Bali (greyhound) and lad get snapped a lot when the latter comes back home for a visit but I particularly loved this picture with the drying tea towel/pyjamas backdrop.
Welcome to the attic of my mind. Mind the stairs, click the light on and have a rummage around my thoughts on writing, the art of everything second-hand, the natural world, music . . . just about everything. Probably not much about sport.
Sunday, 27 November 2022
Thursday, 24 November 2022
You learn something every day. Note number 2,000 or so
Maybe not quite that many, but I have many-a-time blogged about the sudden acquisition of a basic and somehow overlooked piece of fundamental logic.
I was reading about trees recently - deciduous varieties - and it seems that at the point that the tree decides, through chill or lack of light or combination of both that it is time to let its summer coat go, a chemical reaction takes place and each leaf detaches from the mother ship, deprived of its usual water and nutrient supply.
Every species of tree is different of course - early budding and early shutting down such as the horse chestnut, or more cautious, like our very late-leafing apple tree which still seems to have ninety percent of all its foliage. At the moment our lawn is perpetually covered with papery yellow and brown leaves of our towering lime tree.
Usually, we rake, perhaps dump the leaves on a tarp and drag them to various mulch piles, the tarps gradually ripping and thinning in the process, or just pick them up by hand. But this year, Dr Lockett seized with sudden wisdom, cut two pieces of old hardboard from the woodpile and started to use them like large mole hands. It's transformed the job, the leaves crushed and pinned between the wood - actually very satisfying to do too. Why did we not invent this before?
Duh.
Tuesday, 22 November 2022
A very favourite place
Win Green hill in Wiltshire. Somewhere that Mum and I used to go to walk, listen to the larks twittering as they rose into never-ending summer skies and sit within the cool green shade of the hill's crowning trees.

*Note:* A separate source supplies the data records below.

// SPDX-License-Identifier: AGPL-3.0-or-later
//
// Copyright (C) 2026 Relational Network

//! Checkpoint reward distribution.
//!
//! Every [`EPOCH`] blocks the PoSV engine pays staking rewards out of the
//! rewarding fund. The node reports the split through `eth_getRewardByHash`:
//!
//! ```json
//! {"rewards": {"<signer>": {"<holder>": 1000000, "<holder>": 25}}}
//! ```
//!
//! Amounts are arbitrary-precision JSON numbers, so they are read from the
//! raw text rather than through `f64`.

use std::collections::BTreeMap;
use std::str::FromStr;

use alloy::primitives::{Address, B256, U256};
use serde::Deserialize;
use serde_json::value::RawValue;

use super::rpc::GatewayError;
use super::{credit, op_types, status};
use crate::models::{
    AccountIdentifier, Operation, OperationIdentifier, Transaction, TransactionIdentifier,
};

/// Checkpoint interval in blocks.
pub const EPOCH: u64 = 900;

/// signer -> holder -> amount, both levels in address order.
pub type Rewards = BTreeMap<Address, BTreeMap<Address, U256>>;

/// Whether block `number` distributes rewards.
pub fn is_checkpoint(number: u64) -> bool {
    number > 0 && number % EPOCH == 0
}

#[derive(Deserialize)]
struct RewardResponse {
    #[serde(default)]
    rewards: Option<BTreeMap<String, BTreeMap<String, Box<RawValue>>>>,
}

/// Parse an `eth_getRewardByHash` result. `None` when the node has no split.
pub fn parse_rewards(raw: &RawValue) -> Result<Option<Rewards>, GatewayError> {
    let response: RewardResponse = serde_json::from_str(raw.get())
        .map_err(|e| GatewayError::Decode(format!("rewards: {e}")))?;
    let Some(by_signer) = response.rewards else {
        return Ok(None);
    };

    let mut rewards = Rewards::new();
    for (signer, holders) in by_signer {
        let signer = parse_address(&signer)?;
        let entry = rewards.entry(signer).or_default();
        for (holder, amount) in holders {
            entry.insert(parse_address(&holder)?, parse_amount(&amount)?);
        }
    }
    Ok(Some(rewards))
}

fn parse_address(s: &str) -> Result<Address, GatewayError> {
    Address::from_str(s).map_err(|e| GatewayError::Decode(format!("reward address {s}: {e}")))
}

fn parse_amount(raw: &RawValue) -> Result<U256, GatewayError> {
    let text = raw.get().trim();
    let parsed = if text.starts_with('"') {
        let s: String = serde_json::from_str(text)
            .map_err(|e| GatewayError::Decode(format!("reward amount: {e}")))?;
        U256::from_str(&s).map_err(|e| e.to_string())
    } else {
        U256::from_str_radix(text, 10).map_err(|e| e.to_string())
    };
    parsed.map_err(|e| GatewayError::Decode(format!("reward amount {text}: {e}")))
}

/// Synthetic transaction crediting every holder, identified by the block hash.
pub fn reward_transaction(block_hash: B256, rewards: &Rewards) -> Transaction {
    let operations = rewards
        .values()
        .flat_map(|holders| holders.iter())
        .enumerate()
        .map(|(index, (holder, amount))| Operation {
            operation_identifier: OperationIdentifier {
                index: index as i64,
            },
            related_operations: None,
            kind: op_types::REWARD.to_string(),
            status: Some(status::SUCCESS.to_string()),
            account: Some(AccountIdentifier::new(holder.to_checksum(None))),
            amount: Some(credit(*amount)),
            metadata: None,
        })
        .collect();

    Transaction {
        transaction_identifier: TransactionIdentifier {
            hash: block_hash.to_string(),
        },
        operations,
        metadata: None,
    }
}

I haven't been able to get back to Mum's grave since the day we said goodbye to her, the flowers and earth fresh, the plot waiting for its new little silver birch tree. Covid prevented the visit and only now have I been able to get away from home and make the trip back to Dorset.
So, I stood and talked to her for a while and reflected on some of the places we might have visited, back in time, seated in her elderly burgundy Nissan Micra. The sea, a walk at a favourite avenue of lofty oaks followed by tea and cake in the nearby café, an ancient hill fort with views across the undulating green countryside. Or, Win Green, a long curve of a hill topped with a wedge of stubborn beech trees, shaped over the years by the scudding Northern winds, a place that has featured many times in my books.
I chose the latter, and it being fairly . . . no, impossible, to access by public transport my lovely friend and fellow tree/hill/wilderness enthusiast drove us there. It was probably the first time I had experienced the hill without its gentle breezes, larks and nodding wild flowers. This day had been wind-wild, smatterings of horizontal rain, the beeches almost leafless and the usual views curtained by misty cloud, but it was just as atmospheric and memorable. We sketched, changed a few shouted words of appreciation against the blasts of wind then squelched back to her car to recover and plan where we could raise a cup of tea to Mum's memory.